Ban Urges Global Leaders Gathered at UN to 'Shape the World of Tomorrow' do, sep 22, 2011
We must connect the dots between climate change, water scarcity, energy shortages, global health, food security and women's empowerment. Solutions to one problem must be solutions for all 21 September 2011
- Secretary-General Ban Ki-moon told world leaders gathered at United Nations Headquarters for the General Assembly's annual high-level debate that they face critical choices on global issues to ensure the well-being of future generations.
"We have five imperatives - five generational opportunities to shape the world of tomorrow by the decisions we make today," the Secretary-General said, as he presented his annual report on the work of the Organization before the start of the debate.
Mr. Ban cited sustainable development; preventing and mitigating conflicts, human rights abuses and the impacts of natural disasters; building a safer and more secure world; supporting countries in transition; and working to engage the talents of women and young people.
"The first and greatest of these is sustainable development - the imperative of the 21st century," said the Secretary-General. "We must connect the dots between climate change, water scarcity, energy shortages, global health, food security and women's empowerment. Solutions to one problem must be solutions for all."
Mr. Ban called on leaders to reach a binding climate change agreement, one with more ambitious national and global emissions targets, and to take urgent action on cutting emissions and on adaptation.
Turning to prevention, he asked those gathered to consider the savings of acting before conflicts erupt - by deploying political mediation missions, for example, rather than troops. This will require support and resources, he noted, to raise 'prevention' from an abstract concept to a core operating principle across the spectrum of the UN's work.
Building a safer and more secure world is the core responsibility of the UN, Mr. Ban continued, citing the Organization's efforts in hotspots such as Côte d'Ivoire, Afghanistan, Iraq, Sudan and the Middle East.
"In the Middle East, we must break the stalemate. We have long agreed that Palestinians deserve a State. Israel needs security. Both want peace. We pledge our unrelenting efforts to help achieve that peace through a negotiated settlement," he stated.
The UN is capable today of more rapid and effective response than ever before, Mr. Ban added, and it remains the "world's first emergency responders" - noting recent disasters in Pakistan, Haiti and beyond.
The Secretary-General appealed to leaders to help save the children of the Horn of Africa, where more than 13 million people are in crisis due to famine, conflict and drought, as well as to keep pushing for disarmament and non-proliferation to fulfill the dream of a world free of nuclear weapons.
Recalling this year's dramatic events in North Africa and the Middle East, Mr. Ban said it is important to help make the Arab Spring "a true season of hope for all." Whether a country is emerging from war, moving from autocracy to democracy or from poverty to a new prosperity, the UN must help find the right path.

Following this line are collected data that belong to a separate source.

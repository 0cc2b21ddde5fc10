#![warn(missing_docs)]
//! RankBench Core - Measurement Runtime
//!
//! This crate drives the measurement side of a ranking session:
//! - `Clock` abstraction separating wall time from collector pause time
//! - `CommonRandom` for common-random-numbers seeding across candidates
//! - `TrialRunner` producing one per-call timing sample per draw
//! - `tune` to calibrate how many calls make up one sample
//! - `Refiner`, the round-based adaptive loop with precision and stability stopping

mod measure;
mod random;
mod refiner;
mod trial;
mod tune;

pub use measure::{Clock, Elapsed, ManualClock, MonotonicClock, Timer};
pub use random::CommonRandom;
pub use refiner::{
    Convergence, NoopObserver, ObserverError, RefineConfig, RefineError, RefineObserver,
    RefineOutcome, Refiner, TracingObserver,
};
pub use trial::{Trial, TrialRunner};
pub use tune::{WARMUP_CALLS, effective_repeats, tune};

/// Random source handed to every candidate call
pub type RandomSource = rand::rngs::StdRng;

/// Default base seed for the common random stream
pub const DEFAULT_SEED: u64 = 0x5eed_f00d_cafe_beef;
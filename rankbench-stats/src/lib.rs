#![warn(missing_docs)]
//! RankBench Statistical Engine
//!
//! Streaming statistics used by the adaptive refiner:
//! - Welford mean/variance accumulation with O(1) state per candidate
//! - Normal-approximation confidence intervals from a one-sided tail probability
//! - Interval-separation ordering between candidates
//! - Ranking by mean with an adjacent-pair stability check

mod estimate;
mod normal;
mod ranking;

pub use estimate::{EstimateState, OnlineEstimate, StatsError};
pub use normal::normal_quantile;
pub use ranking::{Ranking, all_precise, is_stable, rank_by_mean};

/// Default one-sided tail probability (99% one-sided interval bounds)
pub const DEFAULT_TAIL_PROBABILITY: f64 = 0.01;

/// Observations needed before the sample variance is defined
pub const MIN_VARIANCE_OBSERVATIONS: u64 = 2;
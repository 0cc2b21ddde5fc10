#![warn(missing_docs)]
//! RankBench - Adaptive Sequential Benchmarking
//!
//! Ranks competing implementations of the same function by mean cost. Every
//! candidate is sampled once per round under a shared random stream; sampling
//! stops as soon as all estimates are precise and the confidence intervals of
//! every pair of neighbours in mean order are disjoint, or when the round cap
//! is reached. Candidates that are not neighbours are never compared directly.
//!
//! # Example
//!
//! ```ignore
//! use rankbench::prelude::*;
//!
//! let config = RankConfig::discover().unwrap_or_default();
//! rankbench::init_logging(false);
//!
//! let repeats = tune(|rng| forward(rng), config.budget_nanos()?, &mut rng, &MonotonicClock::new());
//! let record = Benchmark::new(config.refiner.clone())
//!     .tags(config.metadata.clone())
//!     .candidate("forward", Vec::new(), |rng, buf| forward_into(rng, buf))
//!     .candidate("reverse", Vec::new(), |rng, buf| reverse_into(rng, buf))
//!     .run(repeats, None)?;
//!
//! println!("{}", record.to_json()?);
//! ```

mod config;
mod orchestrator;
mod record;

pub use config::{CONFIG_FILE, RankConfig, StoreCodec, StoreConfig, TuningConfig};
pub use orchestrator::{BenchError, Benchmark};
pub use record::{BenchmarkRecord, CandidateSummary};

pub use rankbench_core::{
    Clock, CommonRandom, Convergence, DEFAULT_SEED, Elapsed, ManualClock, MonotonicClock,
    NoopObserver, ObserverError, RandomSource, RefineConfig, RefineError, RefineObserver,
    RefineOutcome, Refiner, Timer, TracingObserver, Trial, TrialRunner, WARMUP_CALLS,
    effective_repeats, tune,
};
pub use rankbench_stats::{EstimateState, OnlineEstimate, Ranking, StatsError, normal_quantile};
pub use rankbench_store::{
    Backend, Cache, CacheKey, Codec, DirBackend, EstimateStore, JsonCodec, MemoryBackend,
    SessionId, SessionSnapshot, StoreError, TomlCodec,
};

/// Install a `tracing` fmt subscriber filtered to the rankbench crates.
///
/// Does nothing if a global subscriber is already set.
pub fn init_logging(verbose: bool) {
    let filter = if verbose {
        "rankbench=debug"
    } else {
        "rankbench=info"
    };
    let _ = tracing_subscriber::fmt().with_env_filter(filter).try_init();
}

/// Prelude for convenient imports
pub mod prelude {
    pub use crate::{
        BenchError, Benchmark, BenchmarkRecord, Convergence, MonotonicClock, RandomSource,
        RankConfig, RefineConfig, SessionId, effective_repeats, tune,
    };
}
//! Timing Sources
//!
//! A [`Clock`] reports two cumulative counters: monotonic wall time and the
//! part of it spent in collector pauses. Trial samples use the difference, so
//! pauses charged by an embedding runtime never count against a candidate.

use std::cell::Cell;
use std::time::Instant;

/// Monotonic clock with separate pause accounting (nanoseconds)
pub trait Clock {
    /// Cumulative wall time since an arbitrary fixed origin
    fn wall_nanos(&self) -> u64;

    /// Cumulative pause time since the same origin
    fn pause_nanos(&self) -> u64 {
        0
    }
}

impl<C: Clock + ?Sized> Clock for &C {
    fn wall_nanos(&self) -> u64 {
        (**self).wall_nanos()
    }

    fn pause_nanos(&self) -> u64 {
        (**self).pause_nanos()
    }
}

/// Wall clock backed by `std::time::Instant`.
///
/// Rust code has no collector, so pause time is always zero.
#[derive(Debug, Clone, Copy)]
pub struct MonotonicClock {
    origin: Instant,
}

impl MonotonicClock {
    /// Start a clock at the current instant
    pub fn new() -> Self {
        Self {
            origin: Instant::now(),
        }
    }
}

impl Default for MonotonicClock {
    fn default() -> Self {
        Self::new()
    }
}

impl Clock for MonotonicClock {
    #[inline(always)]
    fn wall_nanos(&self) -> u64 {
        self.origin.elapsed().as_nanos() as u64
    }
}

/// Hand-driven clock.
///
/// Useful for deterministic tests and for hosts that account time themselves.
#[derive(Debug, Default)]
pub struct ManualClock {
    wall: Cell<u64>,
    pause: Cell<u64>,
}

impl ManualClock {
    /// Clock at zero
    pub fn new() -> Self {
        Self::default()
    }

    /// Advance wall time
    pub fn advance(&self, nanos: u64) {
        self.wall.set(self.wall.get() + nanos);
    }

    /// Advance wall time, attributing all of it to a pause
    pub fn pause(&self, nanos: u64) {
        self.advance(nanos);
        self.pause.set(self.pause.get() + nanos);
    }
}

impl Clock for ManualClock {
    fn wall_nanos(&self) -> u64 {
        self.wall.get()
    }

    fn pause_nanos(&self) -> u64 {
        self.pause.get()
    }
}

/// Time spent over one measured span
#[derive(Debug, Clone, Copy, PartialEq, Eq, Default)]
pub struct Elapsed {
    /// Wall time in nanoseconds
    pub wall_nanos: u64,
    /// Pause time in nanoseconds
    pub pause_nanos: u64,
}

impl Elapsed {
    /// Wall time with pauses removed
    pub fn net_nanos(&self) -> u64 {
        self.wall_nanos.saturating_sub(self.pause_nanos)
    }
}

/// Span timer over a [`Clock`]
pub struct Timer<'c, C: Clock + ?Sized> {
    clock: &'c C,
    wall_start: u64,
    pause_start: u64,
}

impl<'c, C: Clock + ?Sized> Timer<'c, C> {
    /// Start timing
    #[inline(always)]
    pub fn start(clock: &'c C) -> Self {
        let pause_start = clock.pause_nanos();
        let wall_start = clock.wall_nanos();
        Self {
            clock,
            wall_start,
            pause_start,
        }
    }

    /// Time since `start`; the timer keeps running
    #[inline(always)]
    pub fn elapsed(&self) -> Elapsed {
        let wall_nanos = self.clock.wall_nanos().saturating_sub(self.wall_start);
        let pause_nanos = self.clock.pause_nanos().saturating_sub(self.pause_start);
        Elapsed {
            wall_nanos,
            pause_nanos,
        }
    }
}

"That may involve support to restore justice or build back public services. It may mean helping to organize elections or write a constitution," noted Mr. Ban.
"Our challenge today is to cement this progress - and apply the lessons learned," he added, stating that nowhere is this challenge more clear than in the efforts to help South Sudan build a functioning State after decades of conflict.
He also highlighted the need to work with - and work for - women and young people. "Women hold up more than half the sky and represent much of the world's unrealized potential- And we will focus on the new generation. Young people are more than our future. They are also our present, both in numbers and how they drive political and social change."
In responding to all of these challenges, solidarity will be critical, said Mr. Ban, especially in the area of resources, without which the UN cannot deliver.
"Today, I ask governments that have traditionally borne the lion's share of the costs to not flag in their generosity. Budgets are tight. Yet we also know that investing through the UN is smart policy. Burden-sharing makes the load lighter. Scaling back is no answer."
It is also necessary to adapt to changing times, the Secretary-General noted. "At this time of austerity, we must do more with less. We must invest the global taxpayers' money wisely, eliminate waste and avoid duplication by Delivering as One.
"Accountability and transparency remain our watchwords. We are accountable to the Member States. Yet we cannot become more efficient without their strong and consistent support," he stated.
The world body also needs to streamline the budget process, as well as build a more modern and mobile workforce. In addition, it is vital to do everything possible to protect UN staff, he said.
"We have lost so many lives; the UN has become too soft a target. Today, we remember with gratitude those who serve with such dedication in so many dangerous places."
The peoples of the world - soon to be 7 billion strong - are looking to the leaders gathered today, said Mr. Ban. "They need solutions. They demand leadership. They want us to act. To act with compassion, courage and conviction. To act in concert - nations united at the United Nations."
After Mr. Ban's remarks, General Assembly President Nassir Abdulaziz Al-Nasser addressed the gathering, followed by the first speakers in the annual general debate.